Liputan6.com, Jakarta - Produksi minyak nasional hingga kini terus mengalami tren penurunan. Berdasarkan data Kementerian ESDM, rata-rata produksi minyak menjelang akhir tahun, hanya mencapai 571.280 barel per hari (bph). Masih jauh dari target produksi lifting minyak dalam APBN 2023 di level 660 ribu bph.
Anggota Komisi VII DPR RI Yulian Gunhar mengatakan, belum tuntasnya pembahasan Revisi Undang-Undang Nomor 22 Tahun 2021 tentang Minyak dan Gas Bumi (Migas), menjadi salah satu penyebab terus menurunnya produksi minyak nasional.
"Pengesahan revisi UU Migas sangat urgent dilakukan, untuk mendorong semaraknya investasi di sektor migas Indonesia. Terutama bagi perusahaan minyak global yang berniat berinvestasi di sektor hulu migas," katanya, dalam keterangan tertulis, Rabu (8/11/2023).
Advertisement
Dalam pandangan Gunhar, keberadaan investor dalam mencegah tren penurunan produksi minyak nasional, sangat dibutuhkan. Apalagi pemerintah menargetkan 1 juta barel minyak per hari dan 12 miliar standar kaki kubik gas per hari pada 2030.
"Target tinggi itu dapat tercapai jika dilakukan aktivitas pengeboran terhadap sumur-sumur baru dengan agresif dan masif. Serta berdasarkan data SKK Migas, akan dibutuhkan investasi lebih dari 20 miliar dollar AS per tahun," katanya.
Untuk itulah, Gunhar mendorong agar DPR bersama pemerintah segera merampungkan RUU Migas yang sudah 10 tahun belum juga disahkan. Mengingat, kehadiran regulasi yang jelas, tambahnya, akan menjadi daya tarik investor agar tidak lagi ragu-ragu berinvestasi di sektor hulu minyak nasional.
"Jadi, sudah saatnya revisi UU Migas disahkan, demi menyelamatkan produksi migas nasional yang terus menurun. Jika semakin lama revisi UU Migas disahkan, maka akan semakin besar ketidakpastian di mata investor. Mereka tentu akan lebih memilih berinvestasi di negara lain," pungkasnya.

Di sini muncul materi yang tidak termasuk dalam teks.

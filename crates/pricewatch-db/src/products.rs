//! Database operations for the `products` table.

use chrono::{DateTime, Utc};
use sqlx::PgPool;

use crate::DbError;

/// A row from the `products` table.
#[derive(Debug, Clone, sqlx::FromRow)]
pub struct ProductRow {
    pub url: String,
    pub is_active: bool,
    pub is_deleted: bool,
    pub created_at: DateTime<Utc>,
    pub updated_at: DateTime<Utc>,
}

/// Inserts `url` as an active product, or re-activates it if it already
/// exists (including soft-deleted rows).
///
/// # Errors
///
/// Returns [`DbError::Sqlx`] if the upsert fails.
pub async fn register_product(pool: &PgPool, url: &str) -> Result<ProductRow, DbError> {
    let row = sqlx::query_as::<_, ProductRow>(
        "INSERT INTO products (url) VALUES ($1) \
         ON CONFLICT (url) DO UPDATE \
         SET is_active = TRUE, is_deleted = FALSE, updated_at = NOW() \
         RETURNING url, is_active, is_deleted, created_at, updated_at",
    )
    .bind(url)
    .fetch_one(pool)
    .await?;

    tracing::debug!(url, "product registered");
    Ok(row)
}

/// Returns all active, non-deleted products ordered by URL.
///
/// # Errors
///
/// Returns [`DbError::Sqlx`] if the query fails.
pub async fn load_active_products(pool: &PgPool) -> Result<Vec<ProductRow>, DbError> {
    let rows = sqlx::query_as::<_, ProductRow>(
        "SELECT url, is_active, is_deleted, created_at, updated_at \
         FROM products \
         WHERE is_active = TRUE AND is_deleted = FALSE \
         ORDER BY url",
    )
    .fetch_all(pool)
    .await?;

    Ok(rows)
}
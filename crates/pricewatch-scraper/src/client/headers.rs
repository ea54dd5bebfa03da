//! Static desktop-Chrome request profile.
//!
//! Storefronts behind bot managers reject requests that lack the client-hint
//! and fetch-metadata headers a real browser sends on top-level navigation.
//! These are layered over the Chrome emulation's own defaults.
//! `Accept-Encoding` is left to wreq so responses are decoded.

use wreq::header::{
    HeaderMap, HeaderName, HeaderValue, ACCEPT, ACCEPT_LANGUAGE, CACHE_CONTROL, CONNECTION, DNT,
    UPGRADE_INSECURE_REQUESTS,
};

const BROWSER_HEADERS: &[(&str, &str)] = &[
    ("sec-ch-ua", r#""Not_A Brand";v="8", "Chromium";v="120", "Google Chrome";v="120""#),
    ("sec-ch-ua-mobile", "?0"),
    ("sec-ch-ua-platform", r#""macOS""#),
    ("sec-fetch-dest", "document"),
    ("sec-fetch-mode", "navigate"),
    ("sec-fetch-site", "none"),
    ("sec-fetch-user", "?1"),
];

pub(super) fn browser_headers() -> HeaderMap {
    let mut headers = HeaderMap::new();
    headers.insert(
        ACCEPT,
        HeaderValue::from_static(
            "text/html,application/xhtml+xml,application/xml;q=0.9,image/avif,image/webp,image/apng,*/*;q=0.8,application/signed-exchange;v=b3;q=0.7",
        ),
    );
    headers.insert(ACCEPT_LANGUAGE, HeaderValue::from_static("en-US,en;q=0.9"));
    headers.insert(CACHE_CONTROL, HeaderValue::from_static("max-age=0"));
    headers.insert(UPGRADE_INSECURE_REQUESTS, HeaderValue::from_static("1"));
    headers.insert(CONNECTION, HeaderValue::from_static("keep-alive"));
    headers.insert(DNT, HeaderValue::from_static("1"));
    for (name, value) in BROWSER_HEADERS {
        headers.insert(
            HeaderName::from_static(*name),
            HeaderValue::from_static(*value),
        );
    }
    headers
}
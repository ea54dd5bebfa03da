use std::collections::BTreeMap;

use chrono::{DateTime, Utc};
use rust_decimal::Decimal;
use serde::Serialize;

use crate::{CoreError, CurrencyCode};

/// Field values extracted from one product page, before they are stamped
/// with a source URL and capture time.
#[derive(Debug, Clone, PartialEq)]
pub struct ScrapedFields {
    pub name: String,
    pub price: Decimal,
    pub currency: CurrencyCode,
    pub availability: bool,
    pub main_image_url: String,
    pub additional_data: BTreeMap<String, String>,
}

/// One normalized, timestamped scrape result for a single URL.
///
/// Fields are private so a record cannot be altered after construction;
/// [`PriceRecord::new`] is the only way to build one and it rejects a
/// negative price.
#[derive(Debug, Clone, PartialEq, Serialize)]
pub struct PriceRecord {
    source_url: String,
    name: String,
    price: Decimal,
    currency: CurrencyCode,
    availability: bool,
    main_image_url: String,
    captured_at: DateTime<Utc>,
    additional_data: BTreeMap<String, String>,
}

impl PriceRecord {
    /// # Errors
    ///
    /// Returns [`CoreError::NegativePrice`] if `fields.price` is below zero.
    pub fn new(
        source_url: impl Into<String>,
        fields: ScrapedFields,
        captured_at: DateTime<Utc>,
    ) -> Result<Self, CoreError> {
        if fields.price < Decimal::ZERO {
            return Err(CoreError::NegativePrice(fields.price));
        }

        Ok(Self {
            source_url: source_url.into(),
            name: fields.name,
            price: fields.price,
            currency: fields.currency,
            availability: fields.availability,
            main_image_url: fields.main_image_url,
            captured_at,
            additional_data: fields.additional_data,
        })
    }

    #[must_use]
    pub fn source_url(&self) -> &str {
        &self.source_url
    }

    #[must_use]
    pub fn name(&self) -> &str {
        &self.name
    }

    #[must_use]
    pub fn price(&self) -> Decimal {
        self.price
    }

    #[must_use]
    pub fn currency(&self) -> CurrencyCode {
        self.currency
    }

    /// `true` when the product was in stock at capture time.
    #[must_use]
    pub fn availability(&self) -> bool {
        self.availability
    }

    #[must_use]
    pub fn main_image_url(&self) -> &str {
        &self.main_image_url
    }

    #[must_use]
    pub fn captured_at(&self) -> DateTime<Utc> {
        self.captured_at
    }

    #[must_use]
    pub fn additional_data(&self) -> &BTreeMap<String, String> {
        &self.additional_data
    }
}
//! Task text and output schema sent to the browsing agent.

use serde_json::{json, Value};

const URL_PLACEHOLDER: &str = "{url}";

const TASK_TEMPLATE: &str = "\
Scrape the product information from the page at {url} and return it in a structured format.

Steps:
1. Open {url} in the browser.
2. Read the product title and the displayed price, including its currency symbol.
3. Determine whether the product can currently be bought.
4. Find the URL of the main product image.
5. Collect extra details such as the offer text or the sold-out message.

Return ONLY a JSON object of this shape:
{
    \"title\": \"<product title>\",
    \"price\": \"<price exactly as displayed, with currency symbol>\",
    \"currency\": \"<currency code>\",
    \"availability\": <true or false>,
    \"image_url\": \"<main image URL>\",
    \"additional_data\": {
        \"offer\": \"<offer text>\",
        \"sold_out_text\": \"<sold-out text>\"
    }
}

Requirements:
- Output the JSON object only. No markdown code fences, no commentary.
- Every value is a string except availability, which is a boolean.
- additional_data must be an object; use {} when there is nothing to report.
";

/// Fills the task template with `url`. The URL is the only parameter.
#[must_use]
pub fn render(url: &str) -> String {
    TASK_TEMPLATE.replace(URL_PLACEHOLDER, url)
}

/// JSON Schema of the object the agent must return.
#[must_use]
pub fn output_schema() -> Value {
    json!({
        "type": "object",
        "additionalProperties": false,
        "required": ["title", "price", "currency", "availability", "image_url", "additional_data"],
        "properties": {
            "title": { "type": "string" },
            "price": { "type": "string" },
            "currency": { "type": "string" },
            "availability": { "type": "boolean" },
            "image_url": { "type": "string" },
            "additional_data": {
                "type": ["object", "null"],
                "additionalProperties": { "type": ["string", "null"] }
            }
        }
    })
}

#[cfg(test)]
mod tests {
    use super::*;

    #[test]
    fn render_substitutes_every_placeholder() {
        let task = render("https://shop.example.com/p/1");
        assert!(!task.contains(URL_PLACEHOLDER));
        assert_eq!(task.matches("https://shop.example.com/p/1").count(), 2);
    }

    #[test]
    fn schema_requires_all_fields() {
        let schema = output_schema();
        let required: Vec<&str> = schema["required"]
            .as_array()
            .unwrap()
            .iter()
            .filter_map(Value::as_str)
            .collect();
        assert_eq!(
            required,
            ["title", "price", "currency", "availability", "image_url", "additional_data"]
        );
    }
}
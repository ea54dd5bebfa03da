//! nike.com product pages.
//!
//! Nike marks nodes with `data-testid` attributes. The price container holds
//! the current (possibly discounted) price only; discounts appear as a
//! separate `OfferPercentage` badge.

use super::SiteSelectors;

pub const SELECTORS: SiteSelectors = SiteSelectors {
    source_key: "nike",
    title: r#"h1[data-testid="product_title"]"#,
    price: r#"span[data-testid="currentPrice-container"]"#,
    sold_out: r#"[data-testid="sold-out-container"]"#,
    image: r#"img[data-testid="HeroImg"]"#,
    image_attr: "src",
    additional: &[
        ("offer", r#"span[data-testid="OfferPercentage"]"#),
        ("sold_out_text", r#"[data-testid="sold-out-container"]"#),
    ],
};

"Kita lihat saja, semakin lama revisi UU Migas tidak disahkan, maka tren penurunan produksi migas terus terjadi. Sehingga terus menimbulkan beban bagi APBN," katanya lagi.
Â
Cadangan Minyak di Daerah
Menurut data Kementerian ESDM, Indonesia memiliki cadangan minyak bumi dan kondensat terbukti sebesar 2.245,18 juta stok barel (million stock tank barrels/MMSTB) pada 2021. Antara lain di Jawa Timur sebesar (499,9), Sumatera bagian tengah (439,42), Sumatera Selatan (391,98), Jawa Barat (364,39), Maluku (214,53), Papua (113,71), Kalimantan (90,92), dan daerah lainnya.
Namun, cadangan potensial dan ekspektasi itu tampaknya belum bisa dimanfaatkan, mengingat kapasitas lifting minyak bumi nasional yang terus menurun. Menjelang akhir tahun 2023, produksi minyak hanya mencapai 571.280 barel per hari (bph). Masih jauh dari target produksi lifting minyak dalam APBN 2023 di level 660 ribu bph.